Al día siguiente, muy temprano, cargamos los bártulos en los mulos; y con el buen hacer de los arrieros, que eran capaces de hacer que los animales “escalaran” literalmente algunos tramos del sendero, pusimos rumbo hacia los “Hoyos del Pilar”.

Montamos el campamento en la dolina situada junto a la boca, y al día siguiente empezamos a entrar en la sima. La mayor parte del material de exploración (escalas, cuerdas, mosquetones, anclajes, etc.) estaba empaquetado en unos petates de nylon, de color rojo, que habían fabricado unos espeleólogos granadinos. Por aquellos años solamente había en el mercado un petate de espeleología, un modelo que fabricaba la casa Serval, el “Piedra San Martín”. Era de nylon, con el fondo de cuero vuelto, muy resistente y voluminoso, pero especialmente caro.

A medida que íbamos pasando los petates a través de las dos famosas primeras gateras, “Puta” y “Zorra” empezamos a comprobar la debilidad de éstos. ¡Y el camino no había hecho más que empezar! Conforme descendíamos se iban descosiendo o rajando, lo que ya nos hacía presagiar un regreso nada divertido.

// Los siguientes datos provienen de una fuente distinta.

//! Function definitions and the recursive expansion algorithm.
//!
//! A [`Definition`] is configured against a live grid: parameters are the
//! free variables of the generated function, every other cell reference in
//! the output formula is a bound reference to be inlined. Expansion walks
//! the reference graph depth-first, substituting each non-parameter token
//! with the referenced cell's own expansion (formula) or textual form
//! (literal), parenthesized so inlining never changes operator precedence.
//!
//! Every signature query re-reads the grid, so results always reflect
//! live edits; there is no snapshot or dirty tracking.

use regex::Regex;
use std::collections::{BTreeMap, HashSet};

use cellfn_engine::engine::{CellContent, CellRef, FormulaCell, Grid, TokenReferent};

use crate::error::{DefineError, Result};
use crate::parameter::Parameter;

/// One generated function: name, ordered parameters, output cell, and the
/// grid the formulas live on.
#[derive(Clone)]
pub struct Definition {
    name: String,
    /// Insertion order is the argument order of the generated function.
    parameters: Vec<Parameter>,
    output_cell: Option<CellRef>,
    grid: Grid,
}

impl Definition {
    /// Create an unnamed definition with no parameters and no output cell.
    pub fn new(grid: Grid) -> Definition {
        Definition {
            name: String::new(),
            parameters: Vec::new(),
            output_cell: None,
            grid,
        }
    }

    pub fn set_name(&mut self, name: impl Into<String>) {
        self.name = name.into();
    }

    pub fn name(&self) -> &str {
        &self.name
    }

    /// Add a parameter, or overwrite an existing one with the same name
    /// in place. Positions of unrelated parameters never move.
    pub fn add_parameter(&mut self, parameter: Parameter) {
        match self.parameters.iter().position(|p| p.name() == parameter.name()) {
            Some(idx) => self.parameters[idx] = parameter,
            None => self.parameters.push(parameter),
        }
    }

    /// Discard all parameters, swapping in a fresh empty list. Used before
    /// re-deriving the definition from a changed selection.
    pub fn reset_parameters(&mut self) {
        self.parameters = Vec::new();
    }

    pub fn parameters(&self) -> &[Parameter] {
        &self.parameters
    }

    pub fn set_output_cell(&mut self, cell: CellRef) {
        self.output_cell = Some(cell);
    }

    pub fn output_cell(&self) -> Option<&CellRef> {
        self.output_cell.as_ref()
    }

    pub fn is_parameter(&self, name: &str) -> bool {
        self.parameters.iter().any(|p| p.name() == name)
    }

    /// The sample cell bound to a declared parameter.
    pub fn parameter_test_cell(&self, name: &str) -> Result<&CellRef> {
        self.parameters
            .iter()
            .find(|p| p.name() == name)
            .map(Parameter::test_cell)
            .ok_or_else(|| DefineError::UnknownParameter {
                name: name.to_string(),
            })
    }

    /// The full signature string, e.g. `"addTax(price) = = price*1.2"`.
    ///
    /// The expanded body keeps its own leading `= ` marker, so the result
    /// carries a double marker after the argument list; downstream
    /// compilers rely on that exact shape.
    pub fn function_string(&self) -> Result<String> {
        Ok(format!("{} = {}", self.signature(), self.expand_output_cell()?))
    }

    /// A placeholder signature with a constant-zero body, e.g.
    /// `"addTax(price) = 0"`. Never reads the grid and never fails; used
    /// to register a function's name and arity before its cells exist.
    pub fn mock_function_string(&self) -> String {
        format!("{} = 0", self.signature())
    }

    fn signature(&self) -> String {
        let names: Vec<&str> = self.parameters.iter().map(Parameter::name).collect();
        format!("{}({})", self.name, names.join(","))
    }

    /// Expand the output cell's formula into a single expression of the
    /// declared parameters, prefixed with its `= ` marker.
    pub fn expand_output_cell(&self) -> Result<String> {
        let output = self
            .output_cell
            .clone()
            .ok_or_else(|| DefineError::NoOutputCell {
                definition: self.name.clone(),
            })?;

        let content = self.grid.get(&output).map(|entry| entry.value().clone());
        let formula = match content {
            Some(CellContent::Formula(f)) => f,
            // Empty and literal output cells have nothing to expand.
            _ => {
                return Err(DefineError::OutputNotFormula {
                    definition: self.name.clone(),
                    cell: output,
                });
            }
        };

        let mut visiting = HashSet::new();
        visiting.insert(output);
        Ok(format!("= {}", self.expand_expression(&formula, &mut visiting)?))
    }

    /// Substitute every non-parameter token of `formula` with the expansion
    /// of the cell it references. `visiting` holds the cells on the current
    /// recursion path; revisiting one means the reference graph has a cycle.
    fn expand_expression(
        &self,
        formula: &FormulaCell,
        visiting: &mut HashSet<CellRef>,
    ) -> Result<String> {
        let mut replacements = BTreeMap::new();

        for (token, referent) in formula.tokens() {
            match referent {
                TokenReferent::Parameter(name) => {
                    if self.is_parameter(name) {
                        // Free variable of the generated function; the
                        // token stays in the text verbatim.
                        continue;
                    }
                    return Err(DefineError::UnknownParameter { name: name.clone() });
                }
                TokenReferent::Cell(cell) => {
                    let expanded = self.expand_cell(token, cell, visiting)?;
                    replacements.insert(token.clone(), expanded);
                }
            }
        }

        Ok(substitute_tokens(formula.body(), &replacements))
    }

    /// Expand one referenced cell into a parenthesized sub-expression.
    fn expand_cell(
        &self,
        token: &str,
        cell: &CellRef,
        visiting: &mut HashSet<CellRef>,
    ) -> Result<String> {
        if visiting.contains(cell) {
            return Err(DefineError::CircularReference {
                definition: self.name.clone(),
                cell: cell.clone(),
            });
        }

        // Clone the content out so no grid entry stays borrowed across
        // the recursive walk; a cell edited away mid-walk is a dangling
        // reference, not undefined behavior.
        let content = self.grid.get(cell).map(|entry| entry.value().clone()).ok_or_else(|| {
            DefineError::DanglingReference {
                definition: self.name.clone(),
                token: token.to_string(),
                cell: cell.clone(),
            }
        })?;

        let body = match content {
            CellContent::Formula(f) => {
                visiting.insert(cell.clone());
                let expanded = self.expand_expression(&f, visiting)?;
                visiting.remove(cell);
                expanded
            }
            CellContent::Number(n) => n.to_string(),
            CellContent::Text(s) => format!("\"{}\"", s),
        };

        // Parentheses keep the inlined sub-expression from changing the
        // operator precedence of the surrounding formula.
        Ok(format!("({})", body))
    }
}

/// Apply all token replacements in one pass over `body`, outside of
/// string literals only. A single pass means replacement output is never
/// re-scanned, so an inlined text literal whose content happens to look
/// like a cell reference stays intact. Matches are anchored on word
/// boundaries so a token that is a substring of another (`B1` vs `B11`)
/// never corrupts the longer one.
fn substitute_tokens(body: &str, replacements: &BTreeMap<String, String>) -> String {
    if replacements.is_empty() {
        return body.to_string();
    }

    let mut escaped: Vec<String> = replacements.keys().map(|t| regex::escape(t)).collect();
    // Longest token first within the alternation.
    escaped.sort_by_key(|t| std::cmp::Reverse(t.len()));
    let re = Regex::new(&format!(r"\b(?:{})\b", escaped.join("|")))
        .expect("token alternation regex must compile");

    let replace_seg = |seg: &str| {
        re.replace_all(seg, |caps: &regex::Captures| {
            match replacements.get(&caps[0]) {
                Some(replacement) => replacement.clone(),
                None => caps[0].to_string(),
            }
        })
        .to_string()
    };

    // Walk the text, handing only the segments outside string literals
    // to the replacer; quoted segments are emitted verbatim.
    let bytes = body.as_bytes();
    let mut out = String::new();
    let mut seg_start = 0;
    let mut in_string = false;
    let mut backslashes = 0usize;
    let mut i = 0usize;

    while i < bytes.len() {
        let b = bytes[i];
        if in_string {
            if b == b'\\' {
                backslashes += 1;
                i += 1;
                continue;
            }
            if b == b'"' && backslashes.is_multiple_of(2) {
                out.push_str(&body[seg_start..=i]);
                in_string = false;
                seg_start = i + 1;
            }
            backslashes = 0;
            i += 1;
            continue;
        }

        if b == b'"' {
            out.push_str(&replace_seg(&body[seg_start..i]));
            in_string = true;
            seg_start = i;
            backslashes = 0;
            i += 1;
            continue;
        }

        i += 1;
    }

    if seg_start < body.len() {
        if in_string {
            out.push_str(&body[seg_start..]);
        } else {
            out.push_str(&replace_seg(&body[seg_start..]));
        }
    }

    out
}

#[cfg(test)]
mod tests {
    use super::*;
    use cellfn_engine::engine::new_grid;

    fn set(grid: &Grid, a1: &str, input: &str) {
        let cell = CellRef::from_str(a1).unwrap();
        let content = CellContent::from_input(input).unwrap();
        grid.insert(cell, content);
    }

    #[test]
    fn test_add_parameter_overwrites_in_place() {
        let mut def = Definition::new(new_grid());
        def.add_parameter(Parameter::new("a", CellRef::new(0, 0)));
        def.add_parameter(Parameter::new("b", CellRef::new(1, 0)));
        def.add_parameter(Parameter::new("a", CellRef::new(2, 0)));

        let names: Vec<&str> = def.parameters().iter().map(Parameter::name).collect();
        assert_eq!(names, vec!["a", "b"]);
        assert_eq!(def.parameter_test_cell("a").unwrap(), &CellRef::new(2, 0));
    }

    #[test]
    fn test_parameter_test_cell_unknown_name_errors() {
        let def = Definition::new(new_grid());
        assert!(matches!(
            def.parameter_test_cell("ghost"),
            Err(DefineError::UnknownParameter { name }) if name == "ghost"
        ));
    }

    #[test]
    fn test_reset_parameters_clears_list() {
        let mut def = Definition::new(new_grid());
        def.add_parameter(Parameter::new("a", CellRef::new(0, 0)));
        def.reset_parameters();
        assert!(def.parameters().is_empty());
        assert!(!def.is_parameter("a"));
    }

    #[test]
    fn test_expand_without_output_cell_errors() {
        let mut def = Definition::new(new_grid());
        def.set_name("f");
        assert!(matches!(
            def.expand_output_cell(),
            Err(DefineError::NoOutputCell { definition }) if definition == "f"
        ));
    }

    #[test]
    fn test_expand_literal_output_cell_errors() {
        let grid = new_grid();
        set(&grid, "A1", "42");
        let mut def = Definition::new(grid);
        def.set_name("f");
        def.set_output_cell(CellRef::from_str("A1").unwrap());
        assert!(matches!(
            def.expand_output_cell(),
            Err(DefineError::OutputNotFormula { .. })
        ));
    }

    fn replacements(pairs: &[(&str, &str)]) -> BTreeMap<String, String> {
        pairs
            .iter()
            .map(|(token, replacement)| (token.to_string(), replacement.to_string()))
            .collect()
    }

    #[test]
    fn test_substitute_tokens_is_boundary_anchored() {
        let map = replacements(&[("B1", "(2)")]);
        assert_eq!(substitute_tokens("B1+B11", &map), "(2)+B11");
        assert_eq!(substitute_tokens("B1+B1", &map), "(2)+(2)");
    }

    #[test]
    fn test_substitute_tokens_skips_string_literals() {
        let map = replacements(&[("B1", "(2)")]);
        assert_eq!(
            substitute_tokens(r#"B1 + "B1 units""#, &map),
            r#"(2) + "B1 units""#
        );
    }

    #[test]
    fn test_substitute_tokens_does_not_rescan_replacement_output() {
        let map = replacements(&[("B1", "(\"C1\")"), ("C1", "(4)")]);
        assert_eq!(substitute_tokens("B1 + C1", &map), "(\"C1\") + (4)");
    }

    #[test]
    fn test_text_literal_expands_quoted() {
        let grid = new_grid();
        set(&grid, "A1", "=B1 + suffix");
        set(&grid, "B1", "\"kg\"");
        let mut def = Definition::new(grid);
        def.set_name("unit");
        def.add_parameter(Parameter::new("suffix", CellRef::from_str("C1").unwrap()));
        def.set_output_cell(CellRef::from_str("A1").unwrap());
        assert_eq!(def.expand_output_cell().unwrap(), "= (\"kg\") + suffix");
    }
}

El descenso del “Gran Pozo” se hizo tan penoso que nos vimos obligados a montar un vivac al inicio del “Gran Cañón”, sobre la cota de -213 m, donde la galería se abre un poco. Después de descansar unas horas continuamos descendiendo el “Gran Cañón”, donde sus afiladas aristas iban mermando poco a poco la integridad de los petates. Por fin llegamos al vivac de -300. Estaba previsto que tres o cuatro personas permanecieran en él con objeto de facilitar el traslado de material hasta el siguiente vivac de -400 y establecer el primer punto de comunicación con el exterior. Yo era uno de esas personas.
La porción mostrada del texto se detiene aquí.